Work to be completed ▸
Copy the records out again in full, keeping them identical.

Recorded information ▸
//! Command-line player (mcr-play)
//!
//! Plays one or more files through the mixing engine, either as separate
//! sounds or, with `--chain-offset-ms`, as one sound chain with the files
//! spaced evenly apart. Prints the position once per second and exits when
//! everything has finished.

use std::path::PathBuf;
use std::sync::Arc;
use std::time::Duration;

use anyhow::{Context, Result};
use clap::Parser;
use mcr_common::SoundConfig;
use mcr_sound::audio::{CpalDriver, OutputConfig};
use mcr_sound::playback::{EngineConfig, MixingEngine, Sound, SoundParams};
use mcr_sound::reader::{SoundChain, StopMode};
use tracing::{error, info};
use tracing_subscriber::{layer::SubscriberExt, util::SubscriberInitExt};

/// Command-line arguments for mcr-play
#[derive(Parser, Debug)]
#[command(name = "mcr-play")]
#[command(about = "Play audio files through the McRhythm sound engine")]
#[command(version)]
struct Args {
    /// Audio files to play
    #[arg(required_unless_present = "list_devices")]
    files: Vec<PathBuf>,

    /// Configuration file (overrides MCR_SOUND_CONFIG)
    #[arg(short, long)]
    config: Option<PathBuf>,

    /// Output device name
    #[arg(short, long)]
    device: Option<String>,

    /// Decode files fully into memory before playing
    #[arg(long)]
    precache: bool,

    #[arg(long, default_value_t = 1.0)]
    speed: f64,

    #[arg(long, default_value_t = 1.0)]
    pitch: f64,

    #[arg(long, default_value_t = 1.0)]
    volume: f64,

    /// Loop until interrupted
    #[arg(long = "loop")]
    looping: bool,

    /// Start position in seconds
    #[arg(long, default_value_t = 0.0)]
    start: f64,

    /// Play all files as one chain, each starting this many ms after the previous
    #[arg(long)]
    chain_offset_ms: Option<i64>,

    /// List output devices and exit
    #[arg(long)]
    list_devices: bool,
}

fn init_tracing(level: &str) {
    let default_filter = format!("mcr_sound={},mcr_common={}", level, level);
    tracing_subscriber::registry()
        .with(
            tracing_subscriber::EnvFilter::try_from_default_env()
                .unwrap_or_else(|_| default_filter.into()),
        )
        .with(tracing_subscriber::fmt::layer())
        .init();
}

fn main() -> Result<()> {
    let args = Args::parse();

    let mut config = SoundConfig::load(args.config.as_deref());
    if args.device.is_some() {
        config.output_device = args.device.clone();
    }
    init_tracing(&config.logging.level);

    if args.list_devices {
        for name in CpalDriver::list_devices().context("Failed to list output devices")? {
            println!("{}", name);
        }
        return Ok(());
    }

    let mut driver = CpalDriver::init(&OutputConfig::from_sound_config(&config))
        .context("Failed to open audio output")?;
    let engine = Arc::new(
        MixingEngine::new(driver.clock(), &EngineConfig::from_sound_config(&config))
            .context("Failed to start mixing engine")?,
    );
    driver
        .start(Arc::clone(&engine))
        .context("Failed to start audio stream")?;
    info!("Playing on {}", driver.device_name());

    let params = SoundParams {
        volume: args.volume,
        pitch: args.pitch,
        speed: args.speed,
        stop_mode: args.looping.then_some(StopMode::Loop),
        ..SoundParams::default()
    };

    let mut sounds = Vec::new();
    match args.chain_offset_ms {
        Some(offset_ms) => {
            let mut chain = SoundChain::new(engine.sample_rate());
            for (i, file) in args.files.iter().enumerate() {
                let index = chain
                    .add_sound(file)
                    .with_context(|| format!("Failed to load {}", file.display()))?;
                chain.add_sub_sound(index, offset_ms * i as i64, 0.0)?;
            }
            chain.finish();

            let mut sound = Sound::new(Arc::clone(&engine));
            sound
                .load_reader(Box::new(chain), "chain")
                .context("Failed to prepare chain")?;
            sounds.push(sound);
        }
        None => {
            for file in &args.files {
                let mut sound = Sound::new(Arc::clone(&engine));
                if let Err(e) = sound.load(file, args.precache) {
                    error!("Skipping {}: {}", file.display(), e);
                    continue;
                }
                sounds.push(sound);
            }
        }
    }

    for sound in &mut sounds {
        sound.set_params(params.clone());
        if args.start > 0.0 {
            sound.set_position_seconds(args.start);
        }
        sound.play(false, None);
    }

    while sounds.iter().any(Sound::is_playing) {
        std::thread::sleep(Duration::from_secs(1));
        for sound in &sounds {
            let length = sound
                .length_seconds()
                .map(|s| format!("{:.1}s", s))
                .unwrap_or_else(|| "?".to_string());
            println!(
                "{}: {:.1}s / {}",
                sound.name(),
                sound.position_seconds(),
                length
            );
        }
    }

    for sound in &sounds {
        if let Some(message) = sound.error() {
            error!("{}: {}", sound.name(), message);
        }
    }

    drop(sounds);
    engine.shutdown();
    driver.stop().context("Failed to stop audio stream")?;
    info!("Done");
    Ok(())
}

Solution to this task ▸
//! Command-line player (mcr-play)
//!
//! Plays one or more files through the mixing engine, either as separate
//! sounds or, with `--chain-offset-ms`, as one sound chain with the files
//! spaced evenly apart. Prints the position once per second and exits when
//! everything has finished.

use std::path::PathBuf;
use std::sync::Arc;
use std::time::Duration;

use anyhow::{Context, Result};
use clap::Parser;
use mcr_common::SoundConfig;
use mcr_sound::audio::{CpalDriver, OutputConfig};
use mcr_sound::playback::{EngineConfig, MixingEngine, Sound, SoundParams};
use mcr_sound::reader::{SoundChain, StopMode};
use tracing::{error, info};
use tracing_subscriber::{layer::SubscriberExt, util::SubscriberInitExt};

/// Command-line arguments for mcr-play
#[derive(Parser, Debug)]
#[command(name = "mcr-play")]
#[command(about = "Play audio files through the McRhythm sound engine")]
#[command(version)]
struct Args {
    /// Audio files to play
    #[arg(required_unless_present = "list_devices")]
    files: Vec<PathBuf>,

    /// Configuration file (overrides MCR_SOUND_CONFIG)
    #[arg(short, long)]
    config: Option<PathBuf>,

    /// Output device name
    #[arg(short, long)]
    device: Option<String>,

    /// Decode files fully into memory before playing
    #[arg(long)]
    precache: bool,

    #[arg(long, default_value_t = 1.0)]
    speed: f64,

    #[arg(long, default_value_t = 1.0)]
    pitch: f64,

    #[arg(long, default_value_t = 1.0)]
    volume: f64,

    /// Loop until interrupted
    #[arg(long = "loop")]
    looping: bool,

    /// Start position in seconds
    #[arg(long, default_value_t = 0.0)]
    start: f64,

    /// Play all files as one chain, each starting this many ms after the previous
    #[arg(long)]
    chain_offset_ms: Option<i64>,

    /// List output devices and exit
    #[arg(long)]
    list_devices: bool,
}

fn init_tracing(level: &str) {
    let default_filter = format!("mcr_sound={},mcr_common={}", level, level);
    tracing_subscriber::registry()
        .with(
            tracing_subscriber::EnvFilter::try_from_default_env()
                .unwrap_or_else(|_| default_filter.into()),
        )
        .with(tracing_subscriber::fmt::layer())
        .init();
}

fn main() -> Result<()> {
    let args = Args::parse();

    let mut config = SoundConfig::load(args.config.as_deref());
    if args.device.is_some() {
        config.output_device = args.device.clone();
    }
    init_tracing(&config.logging.level);

    if args.list_devices {
        for name in CpalDriver::list_devices().context("Failed to list output devices")? {
            println!("{}", name);
        }
        return Ok(());
    }

    let mut driver = CpalDriver::init(&OutputConfig::from_sound_config(&config))
        .context("Failed to open audio output")?;
    let engine = Arc::new(
        MixingEngine::new(driver.clock(), &EngineConfig::from_sound_config(&config))
            .context("Failed to start mixing engine")?,
    );
    driver
        .start(Arc::clone(&engine))
        .context("Failed to start audio stream")?;
    info!("Playing on {}", driver.device_name());

    let params = SoundParams {
        volume: args.volume,
        pitch: args.pitch,
        speed: args.speed,
        stop_mode: args.looping.then_some(StopMode::Loop),
        ..SoundParams::default()
    };

    let mut sounds = Vec::new();
    match args.chain_offset_ms {
        Some(offset_ms) => {
            let mut chain = SoundChain::new(engine.sample_rate());
            for (i, file) in args.files.iter().enumerate() {
                let index = chain
                    .add_sound(file)
                    .with_context(|| format!("Failed to load {}", file.display()))?;
                chain.add_sub_sound(index, offset_ms * i as i64, 0.0)?;
            }
            chain.finish();

            let mut sound = Sound::new(Arc::clone(&engine));
            sound
                .load_reader(Box::new(chain), "chain")
                .context("Failed to prepare chain")?;
            sounds.push(sound);
        }
        None => {
            for file in &args.files {
                let mut sound = Sound::new(Arc::clone(&engine));
                if let Err(e) = sound.load(file, args.precache) {
                    error!("Skipping {}: {}", file.display(), e);
                    continue;
                }
                sounds.push(sound);
            }
        }
    }

    for sound in &mut sounds {
        sound.set_params(params.clone());
        if args.start > 0.0 {
            sound.set_position_seconds(args.start);
        }
        sound.play(false, None);
    }

    while sounds.iter().any(Sound::is_playing) {
        std::thread::sleep(Duration::from_secs(1));
        for sound in &sounds {
            let length = sound
                .length_seconds()
                .map(|s| format!("{:.1}s", s))
                .unwrap_or_else(|| "?".to_string());
            println!(
                "{}: {:.1}s / {}",
                sound.name(),
                sound.position_seconds(),
                length
            );
        }
    }

    for sound in &sounds {
        if let Some(message) = sound.error() {
            error!("{}: {}", sound.name(), message);
        }
    }

    drop(sounds);
    engine.shutdown();
    driver.stop().context("Failed to stop audio stream")?;
    info!("Done");
    Ok(())
}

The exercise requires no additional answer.